Step-by-Step Expansion of (a+b+c+d)^3
Step 1: Expand (a+b+c)^3
Using the formula, we get:
(a+b+c)^3 = a^3 + 3a^2(b+c) + 3a(b+c)^2 + (b+c)^3
Step 2: Expand (b+c+d)^3
Similarly, we get:
(b+c+d)^3 = b^3 + 3b^2(c+d) + 3b(c+d)^2 + (c+d)^3
Step 3: Combine and Simplify
Now, we combine the two expressions and simplify:
(a+b+c+d)^3 = a^3 + 3a^2(b+c+d) + 3a((b+c)^2 + 2(b+c)d + d^2) + ((b+c+d)^3)

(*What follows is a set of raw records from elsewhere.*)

use core::fmt;
use std::{
    collections::hash_map::DefaultHasher,
    fs::{File, OpenOptions},
    hash::{Hash, Hasher},
    io::{Read, Seek, SeekFrom, Write},
    sync::{Mutex, MutexGuard},
};

use crate::{
    error::SmallError,
    storage::{
        buffer_pool::BufferPool,
        heap_page::{HeapPageID, LINE_POINTER_BYTES, PAGE_HEADER_BYTES},
        schema::TableSchema,
        tuple::{
            HeapTuple, Tuple, TupleId, INVALID_XID, MARKED_FOR_UPDATE, UPDATED, XMAX_COMMITTED,
            XMAX_INVALID,
        },
    },
    transaction::{ConcurrentStatus, Permission, RelationLock, Transaction},
    types::SmallResult,
    utils::{align8, HandyRwLock},
    Database,
};

/// A heap relation: an unordered collection of MVCC tuples in a
/// paged file.
pub struct HeapTable {
    pub name: String,

    table_id: u32,

    pub schema: TableSchema,

    // the field which secondary indexes are keyed on by default
    pub key_field: usize,

    file: Mutex<File>,

    file_path: String,
}

impl fmt::Display for HeapTable {
    fn fmt(&self, f: &mut fmt::Formatter) -> fmt::Result {
        write!(f, "<HeapTable, file: {}, id: {}>", self.file_path, self.table_id)
    }
}

// init functions
impl HeapTable {
    pub fn new(name: &str, table_id: Option<u32>, schema: &TableSchema) -> Self {
        let file_path = Database::global()
            .get_path()
            .join(format!("{}.db", name))
            .to_str()
            .unwrap()
            .to_string();

        File::create(&file_path).expect("io error");

        let f = Mutex::new(
            OpenOptions::new()
                .write(true)
                .read(true)
                .open(&file_path)
                .unwrap(),
        );

        let table_id = table_id.unwrap_or_else(|| {
            let mut hasher = DefaultHasher::new();
            name.hash(&mut hasher);
            hasher.finish() as u32
        });

        Self {
            name: name.to_string(),
            table_id,
            schema: schema.clone(),
            key_field: schema.get_key_pos(),
            file: f,
            file_path,
        }
    }
}

// storage-manager surface
impl HeapTable {
    pub fn get_id(&self) -> u32 {
        self.table_id
    }

    pub fn get_schema(&self) -> &TableSchema {
        &self.schema
    }

    fn get_file(&self) -> MutexGuard<'_, File> {
        self.file.lock().unwrap()
    }

    /// Number of blocks in the heap file.
    pub fn num_pages(&self) -> u32 {
        let len = self.get_file().metadata().unwrap().len() as usize;
        (len / BufferPool::get_page_size()) as u32
    }

    pub fn read_page_bytes(&self, block: u32) -> Result<Vec<u8>, SmallError> {
        let page_size = BufferPool::get_page_size();
        let mut file = self.get_file();
        file.seek(SeekFrom::Start((block as usize * page_size) as u64))?;

        let mut buf: Vec<u8> = vec![0; page_size];
        file.read_exact(&mut buf)?;
        Ok(buf)
    }

    pub fn write_page_bytes(&self, block: u32, bytes: &[u8]) -> SmallResult {
        let page_size = BufferPool::get_page_size();
        let mut file = self.get_file();
        file.seek(SeekFrom::Start((block as usize * page_size) as u64))?;
        file.write_all(bytes)?;
        Ok(())
    }

    /// Give trailing blocks back to the filesystem.
    pub fn truncate(&self, new_page_count: u32) -> SmallResult {
        let page_size = BufferPool::get_page_size();
        self.get_file()
            .set_len((new_page_count as usize * page_size) as u64)?;
        Ok(())
    }

    /// Append one unformatted block, return its number.
    pub fn allocate_page(&self) -> Result<u32, SmallError> {
        let block = self.num_pages();
        self.write_page_bytes(block, &vec![0; BufferPool::get_page_size()])?;
        Ok(block)
    }

    /// The largest encoded tuple a page can take.
    pub fn tuple_capacity() -> usize {
        BufferPool::get_page_size() - PAGE_HEADER_BYTES - LINE_POINTER_BYTES
    }
}

// MVCC entry points
impl HeapTable {
    pub fn insert_tuple(&self, tx: &Transaction, row: &Tuple) -> Result<TupleId, SmallError> {
        ConcurrentStatus::request_relation_lock(tx, &RelationLock::Exclusive, self.table_id)?;

        let result = self.insert_tuple_with_mask(tx, row, 0);

        // locks and latches are statement-scoped; visibility is done
        // by the tuple headers, not by two-phase locking
        Database::mut_concurrent_status().release_statement_locks(tx);
        result
    }

    fn insert_tuple_with_mask(
        &self,
        tx: &Transaction,
        row: &Tuple,
        extra_mask: u16,
    ) -> Result<TupleId, SmallError> {
        let mut tuple = HeapTuple::new(row, tx.get_id(), tx.current_cid(), TupleId::new(0, 0));
        tuple.infomask |= extra_mask;
        let encoded = tuple.encode();

        if align8(encoded.len()) > Self::tuple_capacity() {
            return Err(SmallError::internal(&format!(
                "tuple of {} bytes exceeds page capacity",
                encoded.len()
            )));
        }

        // stage 1: try every existing page
        for block in 0..self.num_pages() {
            if let Some(tid) = self.try_place(tx, block, &encoded)? {
                self.insert_index_entries(&tuple, &tid)?;
                return Ok(tid);
            }
        }

        // stage 2: extend the file by one page
        let block = self.allocate_page()?;
        match self.try_place(tx, block, &encoded)? {
            Some(tid) => {
                self.insert_index_entries(&tuple, &tid)?;
                Ok(tid)
            }
            None => Err(SmallError::internal("fresh page rejected the tuple")),
        }
    }

    fn try_place(
        &self,
        tx: &Transaction,
        block: u32,
        encoded: &[u8],
    ) -> Result<Option<TupleId>, SmallError> {
        let pid = HeapPageID::new(self.table_id, block);
        let page_pod = Database::buffer_pool().get_page(tx, Permission::ReadWrite, &pid)?;

        // hold the page
        {
            let mut page = page_pod.wl();
            if page.is_new() {
                page.format();
            }

            if let Some(slot) = page.insert_tuple_bytes(encoded) {
                let tid = TupleId::new(block, slot);

                // point the stored ctid at the tuple itself
                let mut stored = page.get_tuple(slot, &self.schema)?;
                stored.ctid = tid;
                page.set_tuple_header(slot, &stored)?;

                return Ok(Some(tid));
            }
        }
        // release the page

        Ok(None)
    }

    fn insert_index_entries(&self, tuple: &HeapTuple, tid: &TupleId) -> SmallResult {
        for index_pod in Database::catalog().get_indexes(self.table_id) {
            let mut index = index_pod.wl();
            let key = index.form_key(tuple);
            index.insert_entry(&key, tid);
        }
        Ok(())
    }

    /// Mark the tuple deleted by this transaction. The space is only
    /// reclaimed by a later vacuum pass.
    pub fn delete_tuple(&self, tx: &Transaction, tid: &TupleId) -> SmallResult {
        ConcurrentStatus::request_relation_lock(tx, &RelationLock::Exclusive, self.table_id)?;

        let result = (|| {
            let pid = HeapPageID::new(self.table_id, tid.block);
            let page_pod = Database::buffer_pool().get_page(tx, Permission::ReadWrite, &pid)?;

            let mut page = page_pod.wl();
            let mut tuple = page.get_tuple(tid.slot, &self.schema)?;

            tuple.xmax = tx.get_id();
            tuple.cmd = tx.current_cid();
            tuple.clear_flag(XMAX_INVALID | XMAX_COMMITTED | MARKED_FOR_UPDATE);

            page.set_tuple_header(tid.slot, &tuple)
        })();

        Database::mut_concurrent_status().release_statement_locks(tx);
        result
    }

    /// Write a new version of the tuple and chain the old one to it
    /// via `ctid`.
    pub fn update_tuple(
        &self,
        tx: &Transaction,
        tid: &TupleId,
        new_row: &Tuple,
    ) -> Result<TupleId, SmallError> {
        ConcurrentStatus::request_relation_lock(tx, &RelationLock::Exclusive, self.table_id)?;

        let result = (|| -> Result<TupleId, SmallError> {
            // the new version first, so the old version never points
            // at nothing
            let new_tid = self.insert_tuple_with_mask(tx, new_row, UPDATED)?;

            let pid = HeapPageID::new(self.table_id, tid.block);
            let page_pod = Database::buffer_pool().get_page(tx, Permission::ReadWrite, &pid)?;

            let mut page = page_pod.wl();
            let mut old = page.get_tuple(tid.slot, &self.schema)?;

            old.xmax = tx.get_id();
            old.cmd = tx.current_cid();
            old.ctid = new_tid;
            old.clear_flag(XMAX_INVALID | XMAX_COMMITTED | MARKED_FOR_UPDATE);

            page.set_tuple_header(tid.slot, &old)?;

            Ok(new_tid)
        })();

        Database::mut_concurrent_status().release_statement_locks(tx);
        result
    }

    /// Take a row-level lock: `xmax` is stamped but the tuple is a
    /// lock record, not a delete.
    pub fn lock_tuple_for_update(&self, tx: &Transaction, tid: &TupleId) -> SmallResult {
        ConcurrentStatus::request_relation_lock(tx, &RelationLock::Exclusive, self.table_id)?;

        let result = (|| {
            let pid = HeapPageID::new(self.table_id, tid.block);
            let page_pod = Database::buffer_pool().get_page(tx, Permission::ReadWrite, &pid)?;

            let mut page = page_pod.wl();
            let mut tuple = page.get_tuple(tid.slot, &self.schema)?;

            tuple.xmax = tx.get_id();
            tuple.cmd = tx.current_cid();
            tuple.set_flag(MARKED_FOR_UPDATE);
            tuple.clear_flag(XMAX_INVALID | XMAX_COMMITTED);

            page.set_tuple_header(tid.slot, &tuple)
        })();

        Database::mut_concurrent_status().release_statement_locks(tx);
        result
    }

    pub fn get_tuple(&self, tx: &Transaction, tid: &TupleId) -> Result<HeapTuple, SmallError> {
        let result = (|| {
            let pid = HeapPageID::new(self.table_id, tid.block);
            let page_pod = Database::buffer_pool().get_page(tx, Permission::ReadOnly, &pid)?;

            let page = page_pod.rl();
            page.get_tuple(tid.slot, &self.schema)
        })();

        Database::mut_concurrent_status().release_statement_locks(tx);
        result
    }

    pub fn iter<'a>(&'a self, tx: &'a Transaction) -> HeapTableIterator<'a> {
        HeapTableIterator {
            tx,
            table: self,
            block: 0,
            slot: 0,
        }
    }

    /// Count the tuples this transaction should see. A simplified
    /// visibility check, enough for tests: hint bits are trusted, the
    /// status oracle resolves the rest.
    pub fn visible_tuples_count(&self, tx: &Transaction) -> usize {
        use crate::storage::tuple::{MOVED_IN, MOVED_OFF, XMIN_COMMITTED, XMIN_INVALID};

        // collect first: the iterator latches pages, and latching must
        // not run under the status-table guard
        let tuples: Vec<_> = self.iter(tx).collect();
        Database::mut_concurrent_status().release_statement_locks(tx);

        let concurrent_status = Database::concurrent_status();
        let mut count = 0;

        for (_, tuple) in tuples {
            if tuple.is_set(XMIN_INVALID) {
                continue;
            }
            if tuple.is_set(MOVED_OFF) && concurrent_status.did_commit(tuple.cmd) {
                continue;
            }
            if tuple.is_set(MOVED_IN)
                && !tuple.is_set(XMIN_COMMITTED)
                && !concurrent_status.did_commit(tuple.cmd)
            {
                continue;
            }
            if !tuple.is_set(XMIN_COMMITTED)
                && tuple.xmin != tx.get_id()
                && !concurrent_status.did_commit(tuple.xmin)
            {
                continue;
            }
            if tuple.xmax != INVALID_XID
                && !tuple.is_set(XMAX_INVALID)
                && !tuple.is_set(MARKED_FOR_UPDATE)
                && (tuple.is_set(XMAX_COMMITTED)
                    || tuple.xmax == tx.get_id()
                    || concurrent_status.did_commit(tuple.xmax))
            {
                continue;
            }

            count += 1;
        }

        count
    }
}

pub struct HeapTableIterator<'a> {
    tx: &'a Transaction,
    table: &'a HeapTable,
    block: u32,
    slot: u16,
}

impl<'a> Iterator for HeapTableIterator<'a> {
    type Item = (TupleId, HeapTuple);

    fn next(&mut self) -> Option<Self::Item> {
        let num_pages = self.table.num_pages();

        while self.block < num_pages {
            let pid = HeapPageID::new(self.table.get_id(), self.block);
            let page_pod = Database::buffer_pool()
                .get_page(self.tx, Permission::ReadOnly, &pid)
                .ok()?;
            let page = page_pod.rl();

            if page.is_new() {
                self.block += 1;
                self.slot = 0;
                continue;
            }

            while (self.slot as usize) < page.slot_count() {
                let slot = self.slot;
                self.slot += 1;

                if page.is_slot_used(slot) {
                    let tuple = page.get_tuple(slot, &self.table.schema).ok()?;
                    return Some((TupleId::new(self.block, slot), tuple));
                }
            }

            self.block += 1;
            self.slot = 0;
        }

        None
    }
}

Step 4: Expand and Simplify Further
Expanding and simplifying the expression, we get:
(a+b+c+d)^3 = a^3 + 3a^2b + 3a^2c + 3a^2d + 6abc + 6abd + 6acd + 3bcd + b^3 + 3b^2c + 3b^2d + c^3 + 3c^2d + d^3
The Final Result
The final expansion of (a+b+c+d)^3
is:
(a+b+c+d)^3 = a^3 + 3a^2b + 3a^2c + 3a^2d + 6abc + 6abd + 6acd + 3bcd + b^3 + 3b^2c + 3b^2d + c^3 + 3c^2d + d^3
This expansion can be useful in various mathematical and algebraic applications, such as solving equations, finding derivatives, and more.
Conclusion
Expanding (a+b+c+d)^3
may seem like a complex task, but by applying the principle of binomial expansion and following the step-by-step process, we can arrive at the final result. This expansion is a valuable tool in algebra and mathematics, and understanding its derivation can help build a stronger foundation in these subjects.